* WORK INSTRUCTION
If a line in the data has the string "ByuClaims", please show it.

* Saved entries
━━━━━━━━

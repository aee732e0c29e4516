// src/claims/mod.rs

//! Projection of the flat BYU and WSO2 claim URIs onto a structured result.

mod value;

pub use value::{ClaimMap, ClaimValue};

use serde::ser::{SerializeMap, Serializer};
use serde::Serialize;

/// Claim URIs read by [`normalize`].
pub mod uri {
    pub const CLIENT_BYU_ID: &str = "http://byu.edu/claims/client_byu_id";
    pub const CLIENT_CLAIM_SOURCE: &str = "http://byu.edu/claims/client_claim_source";
    pub const CLIENT_NET_ID: &str = "http://byu.edu/claims/client_net_id";
    pub const CLIENT_PERSON_ID: &str = "http://byu.edu/claims/client_person_id";
    pub const CLIENT_PREFERRED_FIRST_NAME: &str = "http://byu.edu/claims/client_preferred_first_name";
    pub const CLIENT_NAME_PREFIX: &str = "http://byu.edu/claims/client_name_prefix";
    pub const CLIENT_REST_OF_NAME: &str = "http://byu.edu/claims/client_rest_of_name";
    pub const CLIENT_SORT_NAME: &str = "http://byu.edu/claims/client_sort_name";
    pub const CLIENT_SUBSCRIBER_NET_ID: &str = "http://byu.edu/claims/client_subscriber_net_id";
    pub const CLIENT_NAME_SUFFIX: &str = "http://byu.edu/claims/client_name_suffix";
    pub const CLIENT_SURNAME: &str = "http://byu.edu/claims/client_surname";
    pub const CLIENT_SURNAME_POSITION: &str = "http://byu.edu/claims/client_surname_position";

    pub const RESOURCE_OWNER_BYU_ID: &str = "http://byu.edu/claims/resourceowner_byu_id";
    pub const RESOURCE_OWNER_NET_ID: &str = "http://byu.edu/claims/resourceowner_net_id";
    pub const RESOURCE_OWNER_PERSON_ID: &str = "http://byu.edu/claims/resourceowner_person_id";
    pub const RESOURCE_OWNER_PREFERRED_FIRST_NAME: &str =
        "http://byu.edu/claims/resourceowner_preferred_first_name";
    pub const RESOURCE_OWNER_PREFIX: &str = "http://byu.edu/claims/resourceowner_prefix";
    pub const RESOURCE_OWNER_REST_OF_NAME: &str = "http://byu.edu/claims/resourceowner_rest_of_name";
    pub const RESOURCE_OWNER_SORT_NAME: &str = "http://byu.edu/claims/resourceowner_sort_name";
    pub const RESOURCE_OWNER_SUFFIX: &str = "http://byu.edu/claims/resourceowner_suffix";
    pub const RESOURCE_OWNER_SURNAME: &str = "http://byu.edu/claims/resourceowner_surname";
    pub const RESOURCE_OWNER_SURNAME_POSITION: &str = "http://byu.edu/claims/resourceowner_surname_position";

    pub const WSO2_API_CONTEXT: &str = "http://wso2.org/claims/apicontext";
    pub const WSO2_APPLICATION_ID: &str = "http://wso2.org/claims/applicationid";
    pub const WSO2_APPLICATION_NAME: &str = "http://wso2.org/claims/applicationname";
    pub const WSO2_APPLICATION_TIER: &str = "http://wso2.org/claims/applicationtier";
    pub const WSO2_CLIENT_ID: &str = "http://wso2.org/claims/client_id";
    pub const WSO2_END_USER: &str = "http://wso2.org/claims/enduser";
    pub const WSO2_END_USER_TENANT_ID: &str = "http://wso2.org/claims/enduserTenantId";
    pub const WSO2_KEY_TYPE: &str = "http://wso2.org/claims/keytype";
    pub const WSO2_SUBSCRIBER: &str = "http://wso2.org/claims/subscriber";
    pub const WSO2_TIER: &str = "http://wso2.org/claims/tier";
    pub const WSO2_USER_TYPE: &str = "http://wso2.org/claims/usertype";
    pub const WSO2_VERSION: &str = "http://wso2.org/claims/version";
}

/// Identity of the client application that requested the token.
#[derive(Debug, Clone, Default, PartialEq, Serialize)]
#[serde(rename_all = "camelCase")]
pub struct ClientClaims {
    pub byu_id: Option<ClaimValue>,
    pub claim_source: Option<ClaimValue>,
    pub net_id: Option<ClaimValue>,
    pub person_id: Option<ClaimValue>,
    pub preferred_first_name: Option<ClaimValue>,
    pub prefix: Option<ClaimValue>,
    pub rest_of_name: Option<ClaimValue>,
    pub sort_name: Option<ClaimValue>,
    pub subscriber_net_id: Option<ClaimValue>,
    pub suffix: Option<ClaimValue>,
    pub surname: Option<ClaimValue>,
    pub surname_position: Option<ClaimValue>,
}

/// Identity of the end user on whose behalf a delegated token was issued.
#[derive(Debug, Clone, Default, PartialEq, Serialize)]
#[serde(rename_all = "camelCase")]
pub struct ResourceOwnerClaims {
    pub byu_id: Option<ClaimValue>,
    pub net_id: Option<ClaimValue>,
    pub person_id: Option<ClaimValue>,
    pub preferred_first_name: Option<ClaimValue>,
    pub prefix: Option<ClaimValue>,
    pub rest_of_name: Option<ClaimValue>,
    pub sort_name: Option<ClaimValue>,
    pub suffix: Option<ClaimValue>,
    pub surname: Option<ClaimValue>,
    pub surname_position: Option<ClaimValue>,
}

/// The identity downstream authorization checks run against. Always taken
/// whole from either the resource owner or the client.
#[derive(Debug, Clone, Default, PartialEq, Serialize)]
#[serde(rename_all = "camelCase")]
pub struct WebresCheck {
    pub byu_id: Option<ClaimValue>,
    pub net_id: Option<ClaimValue>,
    pub person_id: Option<ClaimValue>,
}

#[derive(Debug, Clone, Default, PartialEq, Serialize)]
#[serde(rename_all = "camelCase")]
pub struct ByuClaims {
    pub client: ClientClaims,
    #[serde(skip_serializing_if = "Option::is_none")]
    pub resource_owner: Option<ResourceOwnerClaims>,
    pub webres_check: WebresCheck,
}

#[derive(Debug, Clone, Default, PartialEq, Serialize)]
pub struct Wso2Application {
    pub id: Option<ClaimValue>,
    pub name: Option<ClaimValue>,
    pub tier: Option<ClaimValue>,
}

/// Claims added by the WSO2 API manager.
#[derive(Debug, Clone, Default, PartialEq, Serialize)]
#[serde(rename_all = "camelCase")]
pub struct Wso2Claims {
    pub api_context: Option<ClaimValue>,
    pub application: Wso2Application,
    pub client_id: Option<ClaimValue>,
    pub end_user: Option<ClaimValue>,
    pub end_user_tenant_id: Option<ClaimValue>,
    pub key_type: Option<ClaimValue>,
    pub subscriber: Option<ClaimValue>,
    pub tier: Option<ClaimValue>,
    pub user_type: Option<ClaimValue>,
    pub version: Option<ClaimValue>,
}

/// A verified token: the original claims bag plus the structured `byu` and
/// `wso2` groups. Serializes as one object with the groups next to the raw claims;
/// raw claims named `byu` or `wso2` are shadowed by the groups.
#[derive(Debug, Clone, PartialEq)]
pub struct DecodedJwt {
    pub claims: ClaimMap,
    pub byu: ByuClaims,
    pub wso2: Wso2Claims,
}

impl Serialize for DecodedJwt {
    fn serialize<S: Serializer>(&self, serializer: S) -> Result<S::Ok, S::Error> {
        let mut map = serializer.serialize_map(None)?;
        for (name, value) in &self.claims {
            if name != "byu" && name != "wso2" {
                map.serialize_entry(name, value)?;
            }
        }
        map.serialize_entry("byu", &self.byu)?;
        map.serialize_entry("wso2", &self.wso2)?;
        map.end()
    }
}

impl DecodedJwt {
    /// Looks up a raw claim by name or URI.
    pub fn claim(&self, name: &str) -> Option<&ClaimValue> {
        self.claims.get(name)
    }
}

/// Builds the structured result for a flat claims bag.
///
/// Missing claims become `None`. `byu.resource_owner` is present only when the
/// resource-owner BYU ID claim is, and then also feeds `byu.webres_check`.
pub fn normalize(claims: &ClaimMap) -> DecodedJwt {
    let get = |uri: &str| claims.get(uri).filter(|value| **value != ClaimValue::Null).cloned();

    let client = ClientClaims {
        byu_id: get(uri::CLIENT_BYU_ID),
        claim_source: get(uri::CLIENT_CLAIM_SOURCE),
        net_id: get(uri::CLIENT_NET_ID),
        person_id: get(uri::CLIENT_PERSON_ID),
        preferred_first_name: get(uri::CLIENT_PREFERRED_FIRST_NAME),
        prefix: get(uri::CLIENT_NAME_PREFIX),
        rest_of_name: get(uri::CLIENT_REST_OF_NAME),
        sort_name: get(uri::CLIENT_SORT_NAME),
        subscriber_net_id: get(uri::CLIENT_SUBSCRIBER_NET_ID),
        suffix: get(uri::CLIENT_NAME_SUFFIX),
        surname: get(uri::CLIENT_SURNAME),
        surname_position: get(uri::CLIENT_SURNAME_POSITION),
    };

    let resource_owner = claims
        .contains_key(uri::RESOURCE_OWNER_BYU_ID)
        .then(|| ResourceOwnerClaims {
            byu_id: get(uri::RESOURCE_OWNER_BYU_ID),
            net_id: get(uri::RESOURCE_OWNER_NET_ID),
            person_id: get(uri::RESOURCE_OWNER_PERSON_ID),
            preferred_first_name: get(uri::RESOURCE_OWNER_PREFERRED_FIRST_NAME),
            prefix: get(uri::RESOURCE_OWNER_PREFIX),
            rest_of_name: get(uri::RESOURCE_OWNER_REST_OF_NAME),
            sort_name: get(uri::RESOURCE_OWNER_SORT_NAME),
            suffix: get(uri::RESOURCE_OWNER_SUFFIX),
            surname: get(uri::RESOURCE_OWNER_SURNAME),
            surname_position: get(uri::RESOURCE_OWNER_SURNAME_POSITION),
        });

    let webres_check = match &resource_owner {
        Some(owner) => WebresCheck {
            byu_id: owner.byu_id.clone(),
            net_id: owner.net_id.clone(),
            person_id: owner.person_id.clone(),
        },
        None => WebresCheck {
            byu_id: client.byu_id.clone(),
            net_id: client.net_id.clone(),
            person_id: client.person_id.clone(),
        },
    };

    let wso2 = Wso2Claims {
        api_context: get(uri::WSO2_API_CONTEXT),
        application: Wso2Application {
            id: get(uri::WSO2_APPLICATION_ID),
            name: get(uri::WSO2_APPLICATION_NAME),
            tier: get(uri::WSO2_APPLICATION_TIER),
        },
        client_id: get(uri::WSO2_CLIENT_ID),
        end_user: get(uri::WSO2_END_USER),
        end_user_tenant_id: get(uri::WSO2_END_USER_TENANT_ID),
        key_type: get(uri::WSO2_KEY_TYPE),
        subscriber: get(uri::WSO2_SUBSCRIBER),
        tier: get(uri::WSO2_TIER),
        user_type: get(uri::WSO2_USER_TYPE),
        version: get(uri::WSO2_VERSION),
    };

    DecodedJwt {
        claims: claims.clone(),
        byu: ByuClaims {
            client,
            resource_owner,
            webres_check,
        },
        wso2,
    }
}
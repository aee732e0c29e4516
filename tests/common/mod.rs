#![allow(dead_code)]

use byu_jwt::prelude::*;
use jsonwebtoken::{encode, EncodingKey, Header};
use rsa::pkcs1::EncodeRsaPrivateKey;
use rsa::traits::PublicKeyParts;
use rsa::{pkcs8::DecodePrivateKey, RsaPrivateKey};
use serde_json::{json, Value};
use wiremock::matchers::{method, path};
use wiremock::{Mock, MockServer, ResponseTemplate};

pub const ISSUER: &str = "https://api.byu.edu";
pub const DISCOVERY_PATH: &str = "/.well-known/openid-configuration";
pub const JWKS_PATH: &str = "/.well-known/byucerts";

pub const PRIMARY_KEY_PEM: &str = include_str!("../fixtures/primary_key.pem");
pub const SECONDARY_KEY_PEM: &str = include_str!("../fixtures/secondary_key.pem");
// Self-signed certificate for PRIMARY_KEY_PEM.
pub const PRIMARY_CERT_PEM: &str = include_str!("../fixtures/primary_cert.pem");

pub fn init_tracing() {
    let _ = tracing_subscriber::fmt()
        .with_env_filter(tracing_subscriber::EnvFilter::from_default_env())
        .with_test_writer()
        .try_init();
}

pub fn now() -> i64 {
    chrono::Utc::now().timestamp()
}

/// The body of the fixture certificate, as carried in an `x5c` chain.
pub fn primary_x5c() -> String {
    PRIMARY_CERT_PEM
        .lines()
        .filter(|line| !line.starts_with("-----"))
        .collect()
}

fn private_key(pem: &str) -> RsaPrivateKey {
    RsaPrivateKey::from_pkcs8_pem(pem).unwrap()
}

/// A public JWK for one of the fixture keys.
pub fn rsa_jwk(pem: &str, kid: &str) -> Value {
    let public_key = private_key(pem).to_public_key();
    json!({
        "kty": "RSA",
        "kid": kid,
        "alg": "RS256",
        "use": "sig",
        "n": base64_url::encode(&public_key.n().to_bytes_be()),
        "e": base64_url::encode(&public_key.e().to_bytes_be()),
    })
}

/// Signs `claims` with RS256 using one of the fixture keys.
pub fn sign_rs256(pem: &str, kid: Option<&str>, claims: &Value) -> String {
    // Go through PKCS#1 DER; jsonwebtoken reads that reliably.
    let pkcs1_der = private_key(pem).to_pkcs1_der().unwrap();
    let encoding_key = EncodingKey::from_rsa_der(pkcs1_der.as_bytes());
    let mut header = Header::new(Algorithm::RS256);
    header.kid = kid.map(str::to_string);
    encode(&header, claims, &encoding_key).unwrap()
}

pub fn sign_hs256(secret: &[u8], claims: &Value) -> String {
    encode(&Header::new(Algorithm::HS256), claims, &EncodingKey::from_secret(secret)).unwrap()
}

/// A client-credentials style claims set that passes every check.
pub fn valid_claims() -> Value {
    json!({
        "iss": ISSUER,
        "exp": now() + 3600,
        "http://byu.edu/claims/client_byu_id": "649019965",
        "http://byu.edu/claims/client_net_id": "adddrop",
        "http://byu.edu/claims/client_person_id": "377228062",
        "http://byu.edu/claims/client_claim_source": "CLIENT_SUBSCRIBER",
        "http://wso2.org/claims/apicontext": "/echo/v1",
        "http://wso2.org/claims/applicationid": "2085",
        "http://wso2.org/claims/client_id": "5gzLjMUcx7qut3MuSf9xr8GV2BAa",
    })
}

pub fn discovery_document(server: &MockServer, algorithms: &[&str]) -> Value {
    json!({
        "issuer": ISSUER,
        "jwks_uri": format!("{}{}", server.uri(), JWKS_PATH),
        "id_token_signing_alg_values_supported": algorithms,
        "token_endpoint": format!("{}/token", server.uri()),
    })
}

pub async fn mount_json(server: &MockServer, route: &str, body: Value, expected_calls: Option<u64>) {
    let mock = Mock::given(method("GET"))
        .and(path(route))
        .respond_with(ResponseTemplate::new(200).set_body_json(body));
    match expected_calls {
        Some(n) => mock.expect(n).mount(server).await,
        None => mock.mount(server).await,
    }
}

/// Serves an RS256 discovery document and the given key set.
pub async fn mount_provider(server: &MockServer, jwks: Value) {
    mount_json(server, DISCOVERY_PATH, discovery_document(server, &["RS256"]), None).await;
    mount_json(server, JWKS_PATH, jwks, None).await;
}

pub fn config_for(server: &MockServer) -> ConfigBuilder {
    ConfigBuilder::new().host(&server.uri()).unwrap()
}

pub fn verifier_for(server: &MockServer) -> Verifier {
    init_tracing();
    Verifier::new(config_for(server).build().unwrap())
}

/// Formatted log output collected in memory.
#[derive(Clone, Default)]
pub struct CapturedLogs(std::sync::Arc<parking_lot::Mutex<Vec<u8>>>);

impl CapturedLogs {
    pub fn contents(&self) -> String {
        String::from_utf8_lossy(&self.0.lock()).into_owned()
    }

    /// Lines logged at `WARN` or `ERROR`.
    pub fn problems(&self) -> Vec<String> {
        self.contents()
            .lines()
            .filter(|line| line.contains("WARN") || line.contains("ERROR"))
            .map(str::to_string)
            .collect()
    }

    /// Installs a subscriber writing into these logs for the current thread.
    pub fn install(&self) -> tracing::subscriber::DefaultGuard {
        let subscriber = tracing_subscriber::fmt()
            .with_ansi(false)
            .with_max_level(tracing::Level::DEBUG)
            .with_writer(self.clone())
            .finish();
        tracing::subscriber::set_default(subscriber)
    }
}

impl std::io::Write for CapturedLogs {
    fn write(&mut self, buf: &[u8]) -> std::io::Result<usize> {
        self.0.lock().extend_from_slice(buf);
        Ok(buf.len())
    }

    fn flush(&mut self) -> std::io::Result<()> {
        Ok(())
    }
}

impl<'a> tracing_subscriber::fmt::MakeWriter<'a> for CapturedLogs {
    type Writer = CapturedLogs;

    fn make_writer(&'a self) -> Self::Writer {
        self.clone()
    }
}
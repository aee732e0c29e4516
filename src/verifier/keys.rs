// src/verifier/keys.rs

use crate::error::ByuJwtError;
use base64::engine::{general_purpose::STANDARD, Engine};
use jsonwebtoken::jwk::{AlgorithmParameters, Jwk};
use jsonwebtoken::{Algorithm, DecodingKey};
use serde_json::Value;
use std::fmt;
use std::str::FromStr;
use tracing::{debug, warn};

/// The key family an algorithm belongs to. A key only verifies signatures
/// made with algorithms of its own family.
#[derive(Clone, Copy, Debug, PartialEq, Eq, Hash)]
pub enum KeyFamily {
    Hmac,
    Rsa,
    Ec,
    Ed,
}

impl KeyFamily {
    pub fn of(algorithm: Algorithm) -> Self {
        match algorithm {
            Algorithm::HS256 | Algorithm::HS384 | Algorithm::HS512 => Self::Hmac,
            Algorithm::RS256
            | Algorithm::RS384
            | Algorithm::RS512
            | Algorithm::PS256
            | Algorithm::PS384
            | Algorithm::PS512 => Self::Rsa,
            Algorithm::ES256 | Algorithm::ES384 => Self::Ec,
            Algorithm::EdDSA => Self::Ed,
        }
    }
}

/// A public key resolved from the provider's key set.
#[derive(Clone)]
pub struct PublicKey {
    id: String,
    family: KeyFamily,
    algorithm: Option<Algorithm>,
    decoding_key: DecodingKey,
}

impl fmt::Debug for PublicKey {
    fn fmt(&self, f: &mut fmt::Formatter<'_>) -> fmt::Result {
        f.debug_struct("PublicKey")
            .field("id", &self.id)
            .field("family", &self.family)
            .field("algorithm", &self.algorithm)
            .finish_non_exhaustive()
    }
}

impl PublicKey {
    /// Reads the public key embedded in a base64 DER X.509 certificate, the
    /// format used by the `x5c` member of a key-set entry.
    pub fn from_certificate(id: impl Into<String>, certificate: &str) -> Result<Self, ByuJwtError> {
        let der = STANDARD.decode(certificate.trim())?;
        if der.is_empty() {
            return Err(ByuJwtError::InvalidKeyFormat("certificate is empty".to_string()));
        }
        let pem = certificate_pem(&der);

        let (family, decoding_key) = match DecodingKey::from_rsa_pem(pem.as_bytes()) {
            Ok(key) => (KeyFamily::Rsa, key),
            Err(rsa_error) => match DecodingKey::from_ec_pem(pem.as_bytes()) {
                Ok(key) => (KeyFamily::Ec, key),
                Err(_) => {
                    return Err(ByuJwtError::InvalidKeyFormat(format!(
                        "Failed to read a public key from the certificate: {rsa_error}"
                    )))
                }
            },
        };

        Ok(Self {
            id: id.into(),
            family,
            algorithm: None,
            decoding_key,
        })
    }

    /// Parses one entry of a JWK set.
    ///
    /// Entries without an identifier are named after their position. An entry
    /// whose key parameters cannot be read falls back to its `x5c` chain.
    pub fn from_jwk_value(index: usize, entry: &Value) -> Result<Self, ByuJwtError> {
        let id = entry
            .get("kid")
            .and_then(Value::as_str)
            .map_or_else(|| index.to_string(), str::to_string);
        let algorithm = entry
            .get("alg")
            .and_then(Value::as_str)
            .and_then(|alg| Algorithm::from_str(alg).ok());

        let parsed = serde_json::from_value::<Jwk>(entry.clone())
            .map_err(ByuJwtError::from)
            .and_then(|jwk| {
                let family = match &jwk.algorithm {
                    AlgorithmParameters::RSA(_) => KeyFamily::Rsa,
                    AlgorithmParameters::EllipticCurve(_) => KeyFamily::Ec,
                    AlgorithmParameters::OctetKeyPair(_) => KeyFamily::Ed,
                    AlgorithmParameters::OctetKey(_) => KeyFamily::Hmac,
                };
                let key = DecodingKey::from_jwk(&jwk)
                    .map_err(|e| ByuJwtError::InvalidKeyFormat(format!("JWK '{id}': {e}")))?;
                Ok((family, key))
            });

        match parsed {
            Ok((family, decoding_key)) => Ok(Self {
                id,
                family,
                algorithm,
                decoding_key,
            }),
            Err(jwk_error) => {
                let certificate = entry
                    .get("x5c")
                    .and_then(|chain| chain.get(0))
                    .and_then(Value::as_str);
                match certificate {
                    Some(certificate) => {
                        debug!("JWK '{}' has no usable parameters, reading its x5c certificate", id);
                        let key = Self::from_certificate(id, certificate)?;
                        Ok(Self { algorithm, ..key })
                    }
                    None => Err(jwk_error),
                }
            }
        }
    }

    pub fn id(&self) -> &str {
        &self.id
    }

    pub fn family(&self) -> KeyFamily {
        self.family
    }

    /// The algorithm the key set pins this key to, if any.
    pub fn algorithm(&self) -> Option<Algorithm> {
        self.algorithm
    }

    pub fn decoding_key(&self) -> &DecodingKey {
        &self.decoding_key
    }

    /// Filters `offered` down to the algorithms this key can verify.
    pub fn accepted_algorithms(&self, offered: &[Algorithm]) -> Vec<Algorithm> {
        offered
            .iter()
            .copied()
            .filter(|alg| KeyFamily::of(*alg) == self.family)
            .filter(|alg| self.algorithm.map_or(true, |pinned| pinned == *alg))
            .collect()
    }
}

/// The usable keys of a key-set document, in document order.
#[derive(Clone, Debug, Default)]
pub struct KeySet {
    keys: Vec<PublicKey>,
}

impl KeySet {
    /// Builds a key set from the `keys` array of a JWK set.
    ///
    /// Entries that fail to parse are dropped. The set is rejected only when no
    /// entry is usable, carrying the last entry failure as its cause.
    pub fn from_jwk_entries(entries: &[Value]) -> Result<Self, ByuJwtError> {
        let mut keys = Vec::with_capacity(entries.len());
        let mut last_failure = None;

        for (index, entry) in entries.iter().enumerate() {
            match PublicKey::from_jwk_value(index, entry) {
                Ok(key) => keys.push(key),
                Err(e) => {
                    warn!("Dropping key-set entry {}: {}", index, e);
                    last_failure = Some(e);
                }
            }
        }

        if keys.is_empty() {
            return Err(ByuJwtError::key_unavailable("key set has no usable entries", last_failure));
        }
        Ok(Self { keys })
    }

    pub(crate) fn from_keys(keys: Vec<PublicKey>) -> Self {
        Self { keys }
    }

    pub fn get(&self, id: &str) -> Option<&PublicKey> {
        self.keys.iter().find(|key| key.id == id)
    }

    pub fn iter(&self) -> impl Iterator<Item = &PublicKey> {
        self.keys.iter()
    }

    pub fn ids(&self) -> impl Iterator<Item = &str> {
        self.keys.iter().map(PublicKey::id)
    }

    pub fn len(&self) -> usize {
        self.keys.len()
    }

    pub fn is_empty(&self) -> bool {
        self.keys.is_empty()
    }

    /// Keys in the order they should be tried: the key named by `kid` first,
    /// then the rest in document order.
    pub fn candidates(&self, kid: Option<&str>) -> Vec<&PublicKey> {
        let mut ordered: Vec<&PublicKey> = self.keys.iter().collect();
        if let Some(kid) = kid {
            ordered.sort_by_key(|key| key.id != kid);
        }
        ordered
    }
}

// jsonwebtoken's PEM reader accepts CERTIFICATE blocks and pulls the
// subject public key out of them.
fn certificate_pem(der: &[u8]) -> String {
    let body = STANDARD.encode(der);
    let mut pem = String::with_capacity(body.len() + body.len() / 64 + 64);
    pem.push_str("-----BEGIN CERTIFICATE-----\n");
    for (i, c) in body.chars().enumerate() {
        if i > 0 && i % 64 == 0 {
            pem.push('\n');
        }
        pem.push(c);
    }
    pem.push_str("\n-----END CERTIFICATE-----\n");
    pem
}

━━━━━━━━

* EXERCISE ANSWER
pub struct ByuClaims {
    pub byu: ByuClaims,
        byu: ByuClaims {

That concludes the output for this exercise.